→ **Records supplied**

//! Text cleaner properties
//!
//! Checked over a hand-picked corpus of mixed-script strings.

use piper_cli::clean::{clean_text, is_emoji, EMOJI_RANGES, ZWNJ};

const CORPUS: &[&str] = &[
    "",
    "Hello, world!",
    "سلام دنیا 😀",
    "می\u{200C}خواهم بروم",
    "Read https://example.com/path?x=1 and www.test.org now",
    "☀️ Weather: ⛅ 20°C ⭐⭐",
    "Link inside 🚀https://x.y/😀z end",
    "wwwhttp://a.b c",
    "http:// nothing here",
    "Flags \u{1F1FA}\u{1F1F8} and arrows \u{1F800}",
    "Tabs\tand\nnewlines https://a.b\tkeep",
    "\u{200C}www.\u{200C}example",
];

/// A link prefix followed by at least one more character
fn has_link(word: &str) -> bool {
    ["http://", "https://", "www."].iter().any(|prefix| {
        word.match_indices(prefix)
            .any(|(i, _)| word.len() > i + prefix.len())
    })
}

fn sample_each_range() -> String {
    EMOJI_RANGES
        .iter()
        .flat_map(|range| {
            [*range.start(), (*range.start() + *range.end()) / 2, *range.end()]
                .into_iter()
                .filter_map(char::from_u32)
        })
        .collect()
}

#[test]
fn test_no_emoji_survive() {
    let mut inputs: Vec<String> = CORPUS.iter().map(|s| s.to_string()).collect();
    inputs.push(format!("a{}b", sample_each_range()));

    for input in &inputs {
        let cleaned = clean_text(input);
        assert!(
            !cleaned.chars().any(is_emoji),
            "emoji left in {:?} -> {:?}",
            input,
            cleaned
        );
    }
    assert_eq!(clean_text(&format!("a{}b", sample_each_range())), "ab");
}

#[test]
fn test_zwnj_replaced_one_for_one() {
    let input = "a\u{200C}b\u{200C}\u{200C}c";
    let cleaned = clean_text(input);
    assert_eq!(cleaned, "a b  c");
    assert!(!cleaned.contains(ZWNJ));
}

#[test]
fn test_no_links_survive() {
    for input in CORPUS {
        let cleaned = clean_text(input);
        for word in cleaned.split_whitespace() {
            assert!(!has_link(word), "link left in {:?} -> {:?}", input, cleaned);
        }
    }
}

#[test]
fn test_text_outside_links_preserved() {
    assert_eq!(
        clean_text("Read https://example.com/path?x=1 and www.test.org now"),
        "Read  and  now"
    );
    assert_eq!(clean_text("wwwhttp://a.b c"), "www c");
    assert_eq!(clean_text("http:// nothing here"), "http:// nothing here");
    assert_eq!(
        clean_text("Tabs\tand\nnewlines https://a.b\tkeep"),
        "Tabs\tand\nnewlines \tkeep"
    );
}

#[test]
fn test_idempotent() {
    for input in CORPUS {
        let once = clean_text(input);
        assert_eq!(clean_text(&once), once, "not idempotent for {:?}", input);
    }
}
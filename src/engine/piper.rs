//! Synthesizer backed by libpiper

use super::ffi;
use super::{AudioChunk, SynthesisOptions, Synthesizer, SAMPLE_RATE};
use crate::{PiperError, Result};
use log::{debug, info};
use std::ffi::CString;
use std::path::Path;
use std::ptr::NonNull;

/// Owning handle to a libpiper synthesizer
///
/// The handle is freed when this value is dropped, on every exit path.
pub struct PiperSynthesizer {
    handle: NonNull<ffi::PiperSynthesizer>,
    chunk: ffi::PiperAudioChunk,
    /// True while the current run may still produce chunks
    running: bool,
}

fn path_to_cstring(path: &Path) -> Result<CString> {
    let s = path
        .to_str()
        .ok_or_else(|| PiperError::EngineInit(format!("Invalid UTF-8 in path: {}", path.display())))?;
    CString::new(s)
        .map_err(|_| PiperError::EngineInit(format!("Null byte in path: {}", path.display())))
}

impl PiperSynthesizer {
    /// Load a voice model and its config with the given eSpeak-ng data
    pub fn new(model: &Path, config: &Path, espeak_data: &Path) -> Result<Self> {
        for path in [model, config] {
            if !path.exists() {
                return Err(PiperError::EngineInit(format!(
                    "{} does not exist",
                    path.display()
                )));
            }
        }

        let c_model = path_to_cstring(model)?;
        let c_config = path_to_cstring(config)?;
        let c_espeak = path_to_cstring(espeak_data)?;

        debug!("Creating piper synthesizer for {}", model.display());
        let raw = unsafe { ffi::piper_create(c_model.as_ptr(), c_config.as_ptr(), c_espeak.as_ptr()) };
        let handle = NonNull::new(raw).ok_or_else(|| {
            PiperError::EngineInit(format!(
                "piper_create failed for {} (eSpeak-ng data: {})",
                model.display(),
                espeak_data.display()
            ))
        })?;
        info!("Loaded voice {}", model.display());

        Ok(Self {
            handle,
            chunk: ffi::PiperAudioChunk::empty(),
            running: false,
        })
    }
}

impl Synthesizer for PiperSynthesizer {
    fn default_options(&self) -> SynthesisOptions {
        let raw = unsafe { ffi::piper_default_synthesize_options(self.handle.as_ptr()) };
        SynthesisOptions {
            speaker_id: raw.speaker_id,
            length_scale: raw.length_scale,
            noise_scale: raw.noise_scale,
            noise_w_scale: raw.noise_w_scale,
        }
    }

    fn start(&mut self, text: &str, options: &SynthesisOptions) -> Result<()> {
        if self.running {
            return Err(PiperError::Engine(
                "a synthesis run is still in progress".to_string(),
            ));
        }

        let c_text = CString::new(text)
            .map_err(|_| PiperError::Engine("Null byte in text".to_string()))?;
        let raw_options = ffi::PiperSynthesizeOptions {
            speaker_id: options.speaker_id,
            length_scale: options.length_scale,
            noise_scale: options.noise_scale,
            noise_w_scale: options.noise_w_scale,
        };

        let status = unsafe {
            ffi::piper_synthesize_start(self.handle.as_ptr(), c_text.as_ptr(), &raw_options)
        };
        if status != ffi::PIPER_OK {
            return Err(PiperError::Engine(format!(
                "piper_synthesize_start returned {}",
                status
            )));
        }

        self.running = true;
        Ok(())
    }

    fn next_chunk(&mut self) -> Result<Option<AudioChunk<'_>>> {
        if !self.running {
            return Ok(None);
        }

        let status = unsafe { ffi::piper_synthesize_next(self.handle.as_ptr(), &mut self.chunk) };
        match status {
            ffi::PIPER_DONE => {
                self.running = false;
                Ok(None)
            }
            ffi::PIPER_OK => {
                let samples: &[f32] = if self.chunk.samples.is_null() || self.chunk.num_samples == 0 {
                    &[]
                } else {
                    // Valid until the next call into the engine, which needs &mut self
                    unsafe { std::slice::from_raw_parts(self.chunk.samples, self.chunk.num_samples) }
                };
                let sample_rate = u32::try_from(self.chunk.sample_rate).unwrap_or(SAMPLE_RATE);
                Ok(Some(AudioChunk {
                    samples,
                    sample_rate,
                }))
            }
            other => {
                self.running = false;
                Err(PiperError::Engine(format!(
                    "piper_synthesize_next returned {}",
                    other
                )))
            }
        }
    }
}

impl Drop for PiperSynthesizer {
    fn drop(&mut self) {
        debug!("Freeing piper synthesizer");
        unsafe { ffi::piper_free(self.handle.as_ptr()) };
    }
}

→ **Problem to work on**
What is the number of lines in the entries that include the string "samples"? Reply with that number alone.

→ **Solved exercise**
3